The Morris sisters became adept at writing about traditionally feminine activities through the lens of science, inviting other women to explore their environments in new ways.[28] Morris was reserved in her personal correspondence with other botanists but opinionated and straightforward in her anonymous writing. This anonymity provided Morris and her sister Margaretta the ability to establish themselves as science writers for a broader audience without risking their social reputations.[29]

Morris became a specialist in illustrating carnivorous pitcher plants found in bogs. Her drawings of the Nepenthes rafflesiana were published in the Philadelphia Florist and the Horticulturist Journal.[30]

During her travels along the East Coast, Morris collected algae specimens,. one of which she sent to Irish botanist William Henry Harvey, who was working on a volume for the Smithsonian about North American algae.[31] The specimen, which arrived an olive green color when dry and turned dark green once damp again, was something Harvey had never seen before. He was so impressed he named the species Cladophora morrisiae in her honor.

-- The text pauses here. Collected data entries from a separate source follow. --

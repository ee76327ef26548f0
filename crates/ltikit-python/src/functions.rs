//! MATLAB-style module functions

use ltikit_core::lti::Lti;
use ltikit_core::matlab::{self, MatlabArg};
use ltikit_core::report::DampingTable;
use ndarray::Array2;
use num_complex::Complex64;
use numpy::{PyArray1, PyReadonlyArray1, PyReadonlyArray2, ToPyArray};
use pyo3::exceptions::PyTypeError;
use pyo3::prelude::*;
use pyo3::types::{PyFloat, PyTuple};

use crate::error::to_py_err;
use crate::models::{extract_model, model_into_py, PyStateSpace, PyTransferFunction};

/// Convert one positional Python argument
fn extract_arg(obj: &Bound<'_, PyAny>, position: usize) -> PyResult<MatlabArg> {
    if let Some(sys) = extract_model(obj) {
        return Ok(MatlabArg::Model(sys));
    }
    if let Ok(x) = obj.extract::<f64>() {
        return Ok(MatlabArg::Scalar(x));
    }
    if let Ok(m) = obj.extract::<PyReadonlyArray2<'_, f64>>() {
        return Ok(MatlabArg::Matrix(m.as_array().to_owned()));
    }
    if let Ok(v) = obj.extract::<PyReadonlyArray1<'_, f64>>() {
        return Ok(MatlabArg::Array(v.as_array().to_vec()));
    }
    if let Ok(v) = obj.extract::<Vec<f64>>() {
        return Ok(MatlabArg::Array(v));
    }
    if let Ok(r) = obj.extract::<Vec<Complex64>>() {
        return Ok(MatlabArg::Roots(r));
    }
    if let Ok(rows) = obj.extract::<Vec<Vec<f64>>>() {
        let ncols = rows.first().map_or(0, Vec::len);
        let flat: Vec<f64> = rows.iter().flatten().copied().collect();
        if let Ok(m) = Array2::from_shape_vec((rows.len(), ncols), flat) {
            return Ok(MatlabArg::Matrix(m));
        }
    }
    Err(PyTypeError::new_err(format!(
        "argument {} is not a model, number, vector or matrix",
        position + 1
    )))
}

fn extract_args(args: &Bound<'_, PyTuple>) -> PyResult<Vec<MatlabArg>> {
    args.iter()
        .enumerate()
        .map(|(k, obj)| extract_arg(&obj, k))
        .collect()
}

fn extract_system(obj: &Bound<'_, PyAny>) -> PyResult<Lti> {
    extract_model(obj)
        .ok_or_else(|| PyTypeError::new_err("expected a StateSpace or TransferFunction"))
}

/// Gain and phase margins with their crossover frequencies
///
/// Call as margin(sys) or margin(mag, phase, w), with phase in degrees
/// and w in rad/s.
///
/// Returns:
///     (gm, pm, Wcg, Wcp): gain margin, phase margin (deg), gain crossover
///     frequency and phase crossover frequency
#[pyfunction]
#[pyo3(signature = (*args))]
pub fn margin(args: &Bound<'_, PyTuple>) -> PyResult<(f64, f64, f64, f64)> {
    let args = extract_args(args)?;
    matlab::margin(&args).map_err(to_py_err)
}

/// Steady-state gain
///
/// Call as dcgain(A, B, C, D), dcgain(Z, P, k), dcgain(num, den) or
/// dcgain(sys). SISO results are returned as a float.
#[pyfunction]
#[pyo3(signature = (*args))]
pub fn dcgain(py: Python<'_>, args: &Bound<'_, PyTuple>) -> PyResult<PyObject> {
    let args = extract_args(args)?;
    let gain = matlab::dcgain(&args).map_err(to_py_err)?;
    if gain.dim() == (1, 1) {
        Ok(PyFloat::new(py, gain[[0, 0]]).into_any().unbind())
    } else {
        Ok(gain.to_pyarray(py).into_any().unbind())
    }
}

/// Natural frequency, damping and poles of a system
///
/// Args:
///     sys: StateSpace or TransferFunction
///     doprint: Print the eigenvalue table (default: True)
///
/// Returns:
///     (wn, damping, poles) as numpy arrays
#[pyfunction]
#[pyo3(signature = (sys, doprint=true))]
#[allow(clippy::type_complexity)]
pub fn damp<'py>(
    py: Python<'py>,
    sys: &Bound<'py, PyAny>,
    doprint: bool,
) -> PyResult<(
    Bound<'py, PyArray1<f64>>,
    Bound<'py, PyArray1<f64>>,
    Bound<'py, PyArray1<Complex64>>,
)> {
    let sys = extract_system(sys)?;
    let d = matlab::damp(&sys).map_err(to_py_err)?;

    if doprint {
        let print = py.import("builtins")?.getattr("print")?;
        for line in DampingTable::new(&d).to_string().lines() {
            print.call1((line,))?;
        }
    }

    Ok((
        PyArray1::from_slice(py, &d.wn),
        PyArray1::from_slice(py, &d.zeta),
        PyArray1::from_slice(py, &d.poles),
    ))
}

/// Discretize a continuous-time system
///
/// Args:
///     sysc: Continuous StateSpace or TransferFunction
///     Ts: Sample time
///     method: 'zoh' (default), 'tustin'/'bilinear', 'matched';
///         'foh' and 'impulse' raise NotImplementedError
#[pyfunction]
#[pyo3(signature = (sysc, Ts, method="zoh"))]
#[allow(non_snake_case)]
pub fn c2d(py: Python<'_>, sysc: &Bound<'_, PyAny>, Ts: f64, method: &str) -> PyResult<PyObject> {
    let sys = extract_system(sysc)?;
    let sysd = matlab::c2d(&sys, Ts, method).map_err(to_py_err)?;
    model_into_py(py, sysd)
}

/// Convert a system to transfer-function form
#[pyfunction]
pub fn ss2tf(sys: &Bound<'_, PyAny>) -> PyResult<PyTransferFunction> {
    let sys = extract_system(sys)?;
    matlab::ss2tf(&sys)
        .map(PyTransferFunction::from_transfer_function)
        .map_err(to_py_err)
}

/// Convert a system to state-space form
#[pyfunction]
pub fn tf2ss(sys: &Bound<'_, PyAny>) -> PyResult<PyStateSpace> {
    let sys = extract_system(sys)?;
    matlab::tf2ss(&sys)
        .map(PyStateSpace::from_state_space)
        .map_err(to_py_err)
}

Later in her life when hiking along the Wissahickon was not as feasible Morris leaned into a longstanding affection for ferns. She acquired two Wardian cases, elaborate glass terrariums popular at the time. These allowed Morris to control humidity, temperature, and soil content in order to cultivate ferns year round.[32] She kept one in her parlor for exotic ferns and a second in her bedroom for rare North American species.[33] Through her fern collecting Morris became acquainted with Prussian botanist Augustus Fendler, and supported his botanical collecting career as he traveled abroad in Venezuela.[34] He in turn would send her rare fern varieties from the region.

Death

Morris struggled with prolonged liver disease that began in middle age. Between 1860 and 1861, Morris and her sister Margaretta traveled in an effort to improve their health, which was a common suggestion of physicians at the time. Despite months spent in the fresh air of the Allegheny Mountains, she returned home and her condition worsened.[35] During a heavy snowstorm on February 12, 1865, Morris died from lung congestion at the age of sixty-nine. Morris’s sister Margaretta had her buried under a young elm tree at their family’s plot at St. Luke’s Episcopal Church in Germantown.[36]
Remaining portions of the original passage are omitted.